Un secretario salió corriendo mientras dos agentes judiciales despejaban el espacio alrededor de mí.
El coronel Aaron Carter ya no escuchaba a nadie.
Aflojó el cuello de mi blusa, comprobó nuevamente mi respiración y colocó una mano bajo mi cabeza para mantenerla inmóvil.
—¿Desde cuándo presenta estos episodios? —preguntó sin apartar la vista de mis pupilas.
Intenté responder.
Solo conseguí mover ligeramente la cabeza.
Daniel dio un paso al frente.
—Coronel, le aseguro que esto no es necesario. Mi esposa exagera cualquier molestia cuando quiere llamar la atención.
Aaron Carter levantó la mirada.
Nunca olvidaré aquella expresión.
No era enfado.
Era la mirada de un médico que acababa de escuchar la peor estupidez posible.
—¿Es usted médico?
Daniel frunció el ceño.
—No.
—Entonces deje de hablar sobre algo que no entiende.
Patricia dio un resoplido.
—Con todo respeto, coronel, lleva años haciendo este tipo de espectáculos. Siempre encuentra una excusa para evitar asumir responsabilidades.

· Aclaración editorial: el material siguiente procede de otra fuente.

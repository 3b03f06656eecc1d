//! RPC method handler for the navdesk JSON-RPC protocol.
//!
//! Extracted from `rpc_server.rs` so it can be unit-tested independently.
//! Read methods are anonymous; mutating methods need a `token` from
//! `auth.login`, and the resolved actor is passed into the lifecycle call.

use std::sync::Mutex;

use base64::{engine::general_purpose::STANDARD as BASE64, Engine as _};
use serde::de::DeserializeOwned;
use serde_json::{json, Value};
use tracing::error;

use crate::app::App;
use crate::managers::bookmark_manager::BookmarkManagerTrait;
use crate::managers::category_manager::CategoryManagerTrait;
use crate::managers::session_manager::SessionManagerTrait;
use crate::services::dashboard;
use crate::services::identity::IdentityProviderTrait;
use crate::services::settings_engine::SettingsEngineTrait;
use crate::storage::Repository;
use crate::types::bookmark::{BookmarkFilter, BookmarkInput};
use crate::types::category::CategoryInput;
use crate::types::errors::NavError;
use crate::types::settings::SettingsUpdate;

/// Encode bytes to base64 string.
pub fn base64_encode(data: &[u8]) -> String {
    BASE64.encode(data)
}

/// Decode base64 string to bytes.
pub fn base64_decode(input: &str) -> Result<Vec<u8>, String> {
    BASE64.decode(input).map_err(|e| format!("base64 decode error: {}", e))
}

/// Maps a domain error to the message sent to the caller.
///
/// Storage failures are logged in full and reported generically.
fn nav_err(method: &str, err: NavError) -> String {
    if let NavError::Storage(ref inner) = err {
        error!(method, error = %inner, "storage failure");
    }
    err.public_message()
}

fn str_param<'p>(params: &'p Value, key: &str) -> Result<&'p str, String> {
    params
        .get(key)
        .and_then(|v| v.as_str())
        .ok_or_else(|| format!("missing {}", key))
}

fn parse_params<T: DeserializeOwned>(params: &Value) -> Result<T, String> {
    serde_json::from_value(params.clone()).map_err(|e| format!("invalid params: {}", e))
}

fn to_json<T: serde::Serialize>(value: &T) -> Result<Value, String> {
    serde_json::to_value(value).map_err(|e| e.to_string())
}

/// Dispatch a JSON-RPC method call to the appropriate handler.
///
/// Returns `Ok(Value)` on success or `Err(String)` with an error message.
pub fn handle_method(app: &Mutex<App>, method: &str, params: &Value) -> Result<Value, String> {
    let err = |e: NavError| nav_err(method, e);
    let token = params.get("token").and_then(|v| v.as_str());

    match method {
        "ping" => Ok(json!({"pong": true})),

        // ─── Auth ───
        "auth.login" => {
            let username = str_param(params, "username")?;
            let password = str_param(params, "password")?;
            let mut a = app.lock().map_err(|e| e.to_string())?;
            let actor = a.identity().authenticate(username, password).map_err(err)?;
            let token = a.sessions.login(actor.clone());
            Ok(json!({"token": token, "username": actor.username, "role": actor.role}))
        }
        "auth.logout" => {
            let token = str_param(params, "token")?;
            let mut a = app.lock().map_err(|e| e.to_string())?;
            a.sessions.logout(token);
            Ok(json!({"ok": true}))
        }
        "auth.status" => {
            let mut a = app.lock().map_err(|e| e.to_string())?;
            match token.and_then(|t| a.sessions.resolve(t)) {
                Some(session) => Ok(json!({
                    "loggedIn": true,
                    "username": session.actor.username,
                    "role": session.actor.role,
                    "loginTime": session.login_time,
                })),
                None => Ok(json!({"loggedIn": false})),
            }
        }

        // ─── Public view ───
        "data.get" => {
            let a = app.lock().map_err(|e| e.to_string())?;
            let mut view = dashboard::snapshot(&a.store).map_err(err)?;
            for bookmark in &mut view.bookmarks {
                bookmark.icon = a.assets.display_icon(&bookmark.icon);
            }
            to_json(&view)
        }

        // ─── Categories ───
        "category.list" => {
            let a = app.lock().map_err(|e| e.to_string())?;
            let categories = a.categories().list_categories().map_err(err)?;
            to_json(&categories)
        }
        "category.get" => {
            let id = str_param(params, "id")?;
            let a = app.lock().map_err(|e| e.to_string())?;
            let category = a.categories().get_category(id).map_err(err)?;
            to_json(&category)
        }
        "category.create" => {
            let input: CategoryInput = parse_params(params)?;
            let mut a = app.lock().map_err(|e| e.to_string())?;
            let actor = a.require_actor(token).map_err(err)?;
            let category = a.categories().create_category(&input, &actor).map_err(err)?;
            to_json(&category)
        }
        "category.update" => {
            let id = str_param(params, "id")?;
            let input: CategoryInput = parse_params(params)?;
            let mut a = app.lock().map_err(|e| e.to_string())?;
            let actor = a.require_actor(token).map_err(err)?;
            let category = a.categories().update_category(id, &input, &actor).map_err(err)?;
            to_json(&category)
        }
        "category.delete" => {
            let id = str_param(params, "id")?;
            let mut a = app.lock().map_err(|e| e.to_string())?;
            let actor = a.require_actor(token).map_err(err)?;
            let removed = a.categories().delete_category(id, &actor).map_err(err)?;
            Ok(json!({"ok": true, "removedBookmarks": removed}))
        }

        // ─── Bookmarks ───
        "bookmark.list" => {
            let filter: BookmarkFilter = parse_params(params)?;
            let a = app.lock().map_err(|e| e.to_string())?;
            let bookmarks = a.bookmarks().list_bookmarks(&filter).map_err(err)?;
            to_json(&bookmarks)
        }
        "bookmark.get" => {
            let id = str_param(params, "id")?;
            let a = app.lock().map_err(|e| e.to_string())?;
            let bookmark = a.bookmarks().get_bookmark(id).map_err(err)?;
            to_json(&bookmark)
        }
        "bookmark.by_category" => {
            let category_id = str_param(params, "categoryId")?;
            let a = app.lock().map_err(|e| e.to_string())?;
            let bookmarks = a.bookmarks().list_by_category(category_id).map_err(err)?;
            to_json(&bookmarks)
        }
        "bookmark.search" => {
            let keyword = str_param(params, "keyword")?;
            let a = app.lock().map_err(|e| e.to_string())?;
            let bookmarks = a.bookmarks().search_bookmarks(keyword).map_err(err)?;
            to_json(&bookmarks)
        }
        "bookmark.create" => {
            let input: BookmarkInput = parse_params(params)?;
            let mut a = app.lock().map_err(|e| e.to_string())?;
            let actor = a.require_actor(token).map_err(err)?;
            let bookmark = a.bookmarks().create_bookmark(&input, &actor).map_err(err)?;
            to_json(&bookmark)
        }
        "bookmark.update" => {
            let id = str_param(params, "id")?;
            let input: BookmarkInput = parse_params(params)?;
            let mut a = app.lock().map_err(|e| e.to_string())?;
            let actor = a.require_actor(token).map_err(err)?;
            let bookmark = a.bookmarks().update_bookmark(id, &input, &actor).map_err(err)?;
            to_json(&bookmark)
        }
        "bookmark.delete" => {
            let id = str_param(params, "id")?;
            let mut a = app.lock().map_err(|e| e.to_string())?;
            let actor = a.require_actor(token).map_err(err)?;
            a.bookmarks().delete_bookmark(id, &actor).map_err(err)?;
            Ok(json!({"ok": true}))
        }

        // ─── Uploads and assets ───
        "upload.icon" => {
            let filename = str_param(params, "filename")?;
            let content = base64_decode(str_param(params, "content")?)?;
            let category = params.get("category").and_then(|v| v.as_str()).unwrap_or_default();
            let old_icon = params.get("oldIcon").and_then(|v| v.as_str());
            let mut a = app.lock().map_err(|e| e.to_string())?;
            a.require_actor(token).map_err(err)?;
            let categories = a.store.load_categories().map_err(|e| err(e.into()))?;
            let uploaded = a
                .assets
                .store_icon(category, filename, &content, old_icon, &categories)
                .map_err(err)?;
            to_json(&uploaded)
        }
        "upload.favicon" => {
            let filename = str_param(params, "filename")?;
            let content = base64_decode(str_param(params, "content")?)?;
            let mut a = app.lock().map_err(|e| e.to_string())?;
            a.require_actor(token).map_err(err)?;
            let uploaded = a.assets.store_favicon(filename, &content).map_err(err)?;
            to_json(&uploaded)
        }
        "asset.get" => {
            let icon = str_param(params, "icon")?;
            let a = app.lock().map_err(|e| e.to_string())?;
            let bytes = a.assets.read_asset(icon).map_err(err)?;
            Ok(json!({"icon": icon, "content": base64_encode(&bytes)}))
        }
        "assets.orphans" => {
            let mut a = app.lock().map_err(|e| e.to_string())?;
            a.require_actor(token).map_err(err)?;
            let bookmarks = a.store.load_bookmarks().map_err(|e| err(e.into()))?;
            Ok(json!(a.assets.find_orphans(&bookmarks)))
        }

        // ─── Settings ───
        "settings.get" => {
            let a = app.lock().map_err(|e| e.to_string())?;
            let settings = a.settings().get_settings().map_err(err)?;
            to_json(&settings)
        }
        "settings.update" => {
            let update: SettingsUpdate = parse_params(params)?;
            let mut a = app.lock().map_err(|e| e.to_string())?;
            let actor = a.require_actor(token).map_err(err)?;
            let settings = a.settings().update_settings(&update, &actor).map_err(err)?;
            to_json(&settings)
        }
        "settings.reset" => {
            let mut a = app.lock().map_err(|e| e.to_string())?;
            let actor = a.require_actor(token).map_err(err)?;
            let settings = a.settings().reset(&actor).map_err(err)?;
            to_json(&settings)
        }

        _ => Err(format!("unknown method: {}", method)),
    }
}
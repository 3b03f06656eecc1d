// navdesk services
// Services provide the non-lifecycle functionality: settings, identity, the public dashboard view.

pub mod dashboard;
pub mod identity;
pub mod settings_engine;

Aaron volvió a tomarme el pulso.
Su rostro perdió completamente el color.
—¿Espectáculo?
Sacó una pequeña linterna del bolsillo de su uniforme.
Iluminó mis ojos durante apenas unos segundos.
Después giró hacia el juez.
—Su Señoría, esta mujer necesita atención neurológica urgente.
Toda la sala quedó en silencio.
El abogado de Daniel carraspeó.
—Con el debido respeto, estamos en una audiencia de custodia…
El coronel lo interrumpió.
—Y yo llevo veintidós años tratando traumatismos cerebrales en zonas de combate.
Se puso de pie lentamente.
—Si esta paciente permanece aquí otros veinte minutos, podría sufrir un daño irreversible.
El juez no dudó.
—Se suspende la audiencia.
Daniel golpeó la mesa.
—¡Protesto!
—Mi hija no puede seguir esperando por otro teatro de su madre.
Aaron dio un paso hacia él.
—Si vuelve a llamarlo teatro, lo sacaré personalmente de esta sala.
Los dos hombres quedaron frente a frente.
Daniel intentó sostenerle la mirada.
No pudo.
Retrocedió medio paso.
En ese momento llegaron los paramédicos.
Mientras colocaban el monitor cardíaco sobre mi pecho, uno de ellos miró la pantalla y frunció el ceño.
—Presión cuarenta sobre veinte.
El otro levantó la cabeza.
—¿Cómo demonios seguía de pie?
Aaron respondió con voz seca.
—Porque lleva demasiado tiempo acostumbrándose al dolor.
Me colocaron una mascarilla de oxígeno.
Antes de subir la camilla, el juez Hanley se acercó.
—Coronel Carter.
—Quiero un informe médico completo en cuanto sea posible.
Si esta mujer realmente estaba enferma, este tribunal necesita saber desde cuándo.
Aaron asintió.
—Lo tendrá.
Mientras atravesábamos las puertas del juzgado, escuché a Patricia hablar con desesperación.
—Daniel… dile al juez que ella ya tenía problemas antes del matrimonio.
Pero el juez ya no la escuchaba.
Observaba fijamente una carpeta que uno de los asistentes acababa de colocar sobre su escritorio.
Era el expediente médico que el abogado de Daniel había presentado aquella mañana para demostrar que yo era una madre “mentalmente inestable”.
El juez abrió la primera página.
Luego la segunda.
Después llamó al secretario.
—¿Quién entregó estas copias?
—El abogado del señor Whitaker, Su Señoría.

Hanley pasó lentamente el dedo sobre una de las firmas.
Su expresión cambió por completo.
Porque acababa de descubrir que varias páginas pertenecían a otro paciente… y que alguien había sustituido deliberadamente los documentos originales antes de la audiencia.